§ The task: The answer must consist of every line from the data that holds the string "when".

━━ Recorded data ━━

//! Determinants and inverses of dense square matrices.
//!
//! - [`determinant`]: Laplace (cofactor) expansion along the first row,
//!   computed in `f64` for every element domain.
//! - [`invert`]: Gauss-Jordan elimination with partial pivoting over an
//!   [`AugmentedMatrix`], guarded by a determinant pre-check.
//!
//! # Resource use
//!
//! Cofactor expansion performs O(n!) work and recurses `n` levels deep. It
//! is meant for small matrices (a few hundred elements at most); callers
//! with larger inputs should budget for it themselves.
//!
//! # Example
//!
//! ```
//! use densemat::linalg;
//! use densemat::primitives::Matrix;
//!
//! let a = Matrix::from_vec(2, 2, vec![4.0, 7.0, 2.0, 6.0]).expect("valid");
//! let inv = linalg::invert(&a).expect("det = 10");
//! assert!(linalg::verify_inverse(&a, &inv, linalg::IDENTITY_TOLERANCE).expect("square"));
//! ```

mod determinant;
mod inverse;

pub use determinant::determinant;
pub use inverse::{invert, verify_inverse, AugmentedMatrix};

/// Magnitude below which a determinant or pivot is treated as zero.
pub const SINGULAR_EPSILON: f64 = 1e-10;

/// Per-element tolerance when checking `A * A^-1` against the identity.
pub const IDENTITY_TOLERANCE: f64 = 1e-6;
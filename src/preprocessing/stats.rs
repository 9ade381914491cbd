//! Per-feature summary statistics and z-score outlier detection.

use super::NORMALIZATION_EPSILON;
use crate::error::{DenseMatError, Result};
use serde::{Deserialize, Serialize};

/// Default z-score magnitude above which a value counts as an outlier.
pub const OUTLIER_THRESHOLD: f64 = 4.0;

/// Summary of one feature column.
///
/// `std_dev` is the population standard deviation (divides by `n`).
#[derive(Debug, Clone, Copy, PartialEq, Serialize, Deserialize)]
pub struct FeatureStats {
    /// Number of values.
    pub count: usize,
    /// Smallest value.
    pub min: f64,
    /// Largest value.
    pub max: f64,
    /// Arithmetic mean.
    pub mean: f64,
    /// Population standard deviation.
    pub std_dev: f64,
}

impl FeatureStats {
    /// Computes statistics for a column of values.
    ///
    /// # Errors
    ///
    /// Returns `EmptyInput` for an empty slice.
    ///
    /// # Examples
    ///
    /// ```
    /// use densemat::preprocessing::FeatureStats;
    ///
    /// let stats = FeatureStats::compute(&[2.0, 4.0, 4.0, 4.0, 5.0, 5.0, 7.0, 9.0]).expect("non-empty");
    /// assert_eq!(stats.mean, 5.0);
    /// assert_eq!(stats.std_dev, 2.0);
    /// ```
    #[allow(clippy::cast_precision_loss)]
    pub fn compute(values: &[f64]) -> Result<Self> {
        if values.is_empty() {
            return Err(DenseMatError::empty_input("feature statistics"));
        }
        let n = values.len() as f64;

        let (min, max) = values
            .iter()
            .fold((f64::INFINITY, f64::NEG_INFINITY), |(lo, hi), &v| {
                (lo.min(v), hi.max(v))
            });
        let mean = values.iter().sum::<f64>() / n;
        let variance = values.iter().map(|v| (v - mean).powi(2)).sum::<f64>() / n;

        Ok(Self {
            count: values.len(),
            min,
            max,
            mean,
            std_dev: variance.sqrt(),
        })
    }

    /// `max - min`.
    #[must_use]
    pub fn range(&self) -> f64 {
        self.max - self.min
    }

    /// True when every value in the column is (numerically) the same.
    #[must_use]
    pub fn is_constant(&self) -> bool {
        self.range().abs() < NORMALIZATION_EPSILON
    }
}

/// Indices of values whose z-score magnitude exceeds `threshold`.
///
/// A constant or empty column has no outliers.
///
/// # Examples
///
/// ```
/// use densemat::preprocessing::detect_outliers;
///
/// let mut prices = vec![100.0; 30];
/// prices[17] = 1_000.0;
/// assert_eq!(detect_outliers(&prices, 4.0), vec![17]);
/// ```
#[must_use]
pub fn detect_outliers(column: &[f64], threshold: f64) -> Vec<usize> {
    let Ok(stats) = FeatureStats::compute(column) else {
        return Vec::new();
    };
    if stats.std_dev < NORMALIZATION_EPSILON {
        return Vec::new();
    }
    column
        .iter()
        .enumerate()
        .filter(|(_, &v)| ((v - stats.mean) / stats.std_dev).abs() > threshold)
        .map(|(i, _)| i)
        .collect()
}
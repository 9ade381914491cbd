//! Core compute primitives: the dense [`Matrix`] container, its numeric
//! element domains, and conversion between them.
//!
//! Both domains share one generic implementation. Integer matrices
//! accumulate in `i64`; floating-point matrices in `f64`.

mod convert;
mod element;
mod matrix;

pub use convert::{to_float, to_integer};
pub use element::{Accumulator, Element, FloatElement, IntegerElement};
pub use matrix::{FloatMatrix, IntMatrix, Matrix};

━━━
━━ Recorded data ━━

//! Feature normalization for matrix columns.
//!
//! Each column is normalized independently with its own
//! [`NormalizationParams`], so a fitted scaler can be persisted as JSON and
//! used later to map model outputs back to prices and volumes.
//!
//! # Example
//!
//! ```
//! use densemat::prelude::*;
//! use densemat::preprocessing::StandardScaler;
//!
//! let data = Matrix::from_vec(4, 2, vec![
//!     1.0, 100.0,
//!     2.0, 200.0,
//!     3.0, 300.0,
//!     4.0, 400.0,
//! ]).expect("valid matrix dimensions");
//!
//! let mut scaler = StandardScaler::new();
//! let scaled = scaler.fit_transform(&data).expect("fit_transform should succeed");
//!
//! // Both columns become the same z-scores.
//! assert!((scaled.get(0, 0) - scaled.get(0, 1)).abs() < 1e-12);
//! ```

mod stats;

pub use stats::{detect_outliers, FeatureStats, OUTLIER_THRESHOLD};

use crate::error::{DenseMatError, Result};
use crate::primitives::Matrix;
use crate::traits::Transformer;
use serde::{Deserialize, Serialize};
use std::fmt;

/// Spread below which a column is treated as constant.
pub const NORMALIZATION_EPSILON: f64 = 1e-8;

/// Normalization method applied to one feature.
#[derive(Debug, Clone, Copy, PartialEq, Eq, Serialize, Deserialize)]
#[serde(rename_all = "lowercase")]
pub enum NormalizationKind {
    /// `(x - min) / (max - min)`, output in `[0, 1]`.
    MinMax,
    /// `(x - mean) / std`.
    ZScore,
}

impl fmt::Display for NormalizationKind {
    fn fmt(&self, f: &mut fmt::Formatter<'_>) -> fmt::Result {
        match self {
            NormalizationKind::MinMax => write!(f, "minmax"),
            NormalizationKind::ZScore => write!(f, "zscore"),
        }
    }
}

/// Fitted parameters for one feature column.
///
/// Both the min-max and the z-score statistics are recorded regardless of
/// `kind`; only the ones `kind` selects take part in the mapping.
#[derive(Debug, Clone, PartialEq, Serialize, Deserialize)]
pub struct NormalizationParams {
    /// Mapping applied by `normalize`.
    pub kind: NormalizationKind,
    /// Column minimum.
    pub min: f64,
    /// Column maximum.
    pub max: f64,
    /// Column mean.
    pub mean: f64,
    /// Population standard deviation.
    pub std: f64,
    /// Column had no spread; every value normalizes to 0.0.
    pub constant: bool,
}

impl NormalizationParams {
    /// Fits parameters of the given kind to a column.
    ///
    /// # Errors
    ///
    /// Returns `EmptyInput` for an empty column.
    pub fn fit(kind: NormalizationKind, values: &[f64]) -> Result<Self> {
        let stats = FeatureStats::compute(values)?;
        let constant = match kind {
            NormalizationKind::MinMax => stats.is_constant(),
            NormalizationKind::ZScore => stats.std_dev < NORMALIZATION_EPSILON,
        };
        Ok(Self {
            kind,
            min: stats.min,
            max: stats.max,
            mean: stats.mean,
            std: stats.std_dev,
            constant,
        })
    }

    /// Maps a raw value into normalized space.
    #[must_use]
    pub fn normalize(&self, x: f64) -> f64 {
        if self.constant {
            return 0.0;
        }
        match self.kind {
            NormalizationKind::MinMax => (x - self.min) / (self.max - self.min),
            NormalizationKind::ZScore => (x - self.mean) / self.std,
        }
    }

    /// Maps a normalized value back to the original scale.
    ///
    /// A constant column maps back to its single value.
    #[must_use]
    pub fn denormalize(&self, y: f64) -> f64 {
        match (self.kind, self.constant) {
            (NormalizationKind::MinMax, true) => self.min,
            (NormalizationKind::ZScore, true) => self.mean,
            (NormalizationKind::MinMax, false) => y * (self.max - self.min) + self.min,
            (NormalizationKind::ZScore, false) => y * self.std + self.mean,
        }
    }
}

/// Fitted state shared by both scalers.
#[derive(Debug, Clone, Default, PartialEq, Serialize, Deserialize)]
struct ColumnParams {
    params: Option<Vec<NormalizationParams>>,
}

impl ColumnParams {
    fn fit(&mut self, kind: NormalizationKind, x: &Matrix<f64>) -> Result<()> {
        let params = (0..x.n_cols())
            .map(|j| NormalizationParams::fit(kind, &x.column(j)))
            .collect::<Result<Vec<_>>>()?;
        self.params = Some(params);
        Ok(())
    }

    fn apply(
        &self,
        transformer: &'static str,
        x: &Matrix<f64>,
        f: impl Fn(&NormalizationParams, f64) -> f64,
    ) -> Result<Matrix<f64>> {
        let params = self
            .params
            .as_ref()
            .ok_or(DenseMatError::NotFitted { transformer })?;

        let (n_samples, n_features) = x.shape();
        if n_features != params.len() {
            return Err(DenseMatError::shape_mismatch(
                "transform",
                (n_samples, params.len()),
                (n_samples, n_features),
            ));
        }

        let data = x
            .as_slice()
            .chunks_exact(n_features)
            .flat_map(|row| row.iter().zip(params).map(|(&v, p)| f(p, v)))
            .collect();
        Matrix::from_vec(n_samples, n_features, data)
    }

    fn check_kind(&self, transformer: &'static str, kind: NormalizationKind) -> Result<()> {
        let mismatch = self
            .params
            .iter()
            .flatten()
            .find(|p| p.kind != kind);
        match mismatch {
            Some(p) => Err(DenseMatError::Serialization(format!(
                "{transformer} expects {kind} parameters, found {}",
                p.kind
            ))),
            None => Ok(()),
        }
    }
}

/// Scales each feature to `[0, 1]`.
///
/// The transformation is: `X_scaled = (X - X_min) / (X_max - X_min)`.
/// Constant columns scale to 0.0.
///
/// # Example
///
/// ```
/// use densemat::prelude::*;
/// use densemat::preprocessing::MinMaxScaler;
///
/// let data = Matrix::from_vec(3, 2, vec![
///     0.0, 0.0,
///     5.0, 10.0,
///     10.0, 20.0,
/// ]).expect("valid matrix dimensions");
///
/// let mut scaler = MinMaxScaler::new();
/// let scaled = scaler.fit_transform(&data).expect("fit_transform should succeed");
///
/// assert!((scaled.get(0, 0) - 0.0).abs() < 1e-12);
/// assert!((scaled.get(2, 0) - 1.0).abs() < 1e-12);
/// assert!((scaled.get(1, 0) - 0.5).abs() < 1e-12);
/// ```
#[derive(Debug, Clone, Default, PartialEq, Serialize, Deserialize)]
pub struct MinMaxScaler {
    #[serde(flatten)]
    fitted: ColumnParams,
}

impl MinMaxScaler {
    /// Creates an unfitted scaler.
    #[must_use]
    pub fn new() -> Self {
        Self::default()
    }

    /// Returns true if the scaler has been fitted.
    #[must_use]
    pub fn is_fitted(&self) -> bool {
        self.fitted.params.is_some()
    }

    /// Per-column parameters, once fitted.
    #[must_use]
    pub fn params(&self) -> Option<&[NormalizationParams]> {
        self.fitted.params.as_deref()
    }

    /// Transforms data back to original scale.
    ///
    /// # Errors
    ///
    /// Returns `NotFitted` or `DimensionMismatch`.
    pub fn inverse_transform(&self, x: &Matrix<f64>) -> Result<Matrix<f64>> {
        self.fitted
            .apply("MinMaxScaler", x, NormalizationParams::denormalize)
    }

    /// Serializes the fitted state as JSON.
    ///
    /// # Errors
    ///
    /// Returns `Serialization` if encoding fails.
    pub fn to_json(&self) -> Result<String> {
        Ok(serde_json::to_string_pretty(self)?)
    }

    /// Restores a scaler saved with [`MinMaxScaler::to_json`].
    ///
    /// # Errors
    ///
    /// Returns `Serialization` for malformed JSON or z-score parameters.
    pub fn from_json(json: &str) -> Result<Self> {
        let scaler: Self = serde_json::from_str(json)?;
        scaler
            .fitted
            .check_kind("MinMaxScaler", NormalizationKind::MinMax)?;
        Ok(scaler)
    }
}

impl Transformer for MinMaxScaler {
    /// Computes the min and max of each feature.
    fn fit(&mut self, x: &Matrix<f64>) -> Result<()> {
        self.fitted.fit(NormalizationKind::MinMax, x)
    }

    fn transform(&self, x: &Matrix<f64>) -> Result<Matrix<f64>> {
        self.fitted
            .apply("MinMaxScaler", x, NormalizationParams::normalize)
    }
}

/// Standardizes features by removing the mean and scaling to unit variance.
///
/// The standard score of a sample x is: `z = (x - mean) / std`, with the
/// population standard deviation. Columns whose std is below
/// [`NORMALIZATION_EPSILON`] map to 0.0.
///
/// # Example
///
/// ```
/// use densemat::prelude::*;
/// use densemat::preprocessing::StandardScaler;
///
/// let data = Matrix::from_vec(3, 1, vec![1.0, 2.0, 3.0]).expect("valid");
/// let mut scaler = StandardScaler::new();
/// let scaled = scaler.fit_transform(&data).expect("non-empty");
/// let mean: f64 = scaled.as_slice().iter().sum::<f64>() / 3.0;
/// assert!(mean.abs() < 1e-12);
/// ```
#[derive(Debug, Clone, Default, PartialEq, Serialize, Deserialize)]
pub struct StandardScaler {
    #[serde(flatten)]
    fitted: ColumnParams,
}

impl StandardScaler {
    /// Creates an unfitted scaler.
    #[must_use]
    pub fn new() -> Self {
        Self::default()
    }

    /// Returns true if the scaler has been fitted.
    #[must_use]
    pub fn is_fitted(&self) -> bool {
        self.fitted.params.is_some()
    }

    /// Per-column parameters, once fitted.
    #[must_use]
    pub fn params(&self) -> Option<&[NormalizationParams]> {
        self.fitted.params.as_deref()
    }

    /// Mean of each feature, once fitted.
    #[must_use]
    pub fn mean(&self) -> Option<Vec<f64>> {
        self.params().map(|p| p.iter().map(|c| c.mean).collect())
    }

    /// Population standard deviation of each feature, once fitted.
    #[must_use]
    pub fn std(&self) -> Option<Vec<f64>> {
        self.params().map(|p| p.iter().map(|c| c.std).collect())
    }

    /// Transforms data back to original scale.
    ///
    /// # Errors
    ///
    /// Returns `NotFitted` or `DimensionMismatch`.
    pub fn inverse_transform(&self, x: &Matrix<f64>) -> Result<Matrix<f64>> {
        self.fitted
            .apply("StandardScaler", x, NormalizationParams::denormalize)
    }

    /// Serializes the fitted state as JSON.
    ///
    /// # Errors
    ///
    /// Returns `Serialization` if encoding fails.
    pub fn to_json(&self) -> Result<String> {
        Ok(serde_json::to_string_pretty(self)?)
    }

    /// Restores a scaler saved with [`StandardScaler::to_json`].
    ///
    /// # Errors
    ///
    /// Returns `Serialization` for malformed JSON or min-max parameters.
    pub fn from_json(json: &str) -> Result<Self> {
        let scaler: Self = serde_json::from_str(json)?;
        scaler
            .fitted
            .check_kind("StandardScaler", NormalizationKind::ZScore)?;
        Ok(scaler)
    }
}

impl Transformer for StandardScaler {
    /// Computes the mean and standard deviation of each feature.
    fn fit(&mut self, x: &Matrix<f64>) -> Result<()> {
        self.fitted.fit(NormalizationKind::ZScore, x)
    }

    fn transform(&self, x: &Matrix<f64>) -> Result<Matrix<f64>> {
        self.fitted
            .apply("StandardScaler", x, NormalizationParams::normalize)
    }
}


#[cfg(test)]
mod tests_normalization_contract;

━━━

§ Written solution:
/// Per-element tolerance when checking `A * A^-1` against the identity.
    /// True when every value in the column is (numerically) the same.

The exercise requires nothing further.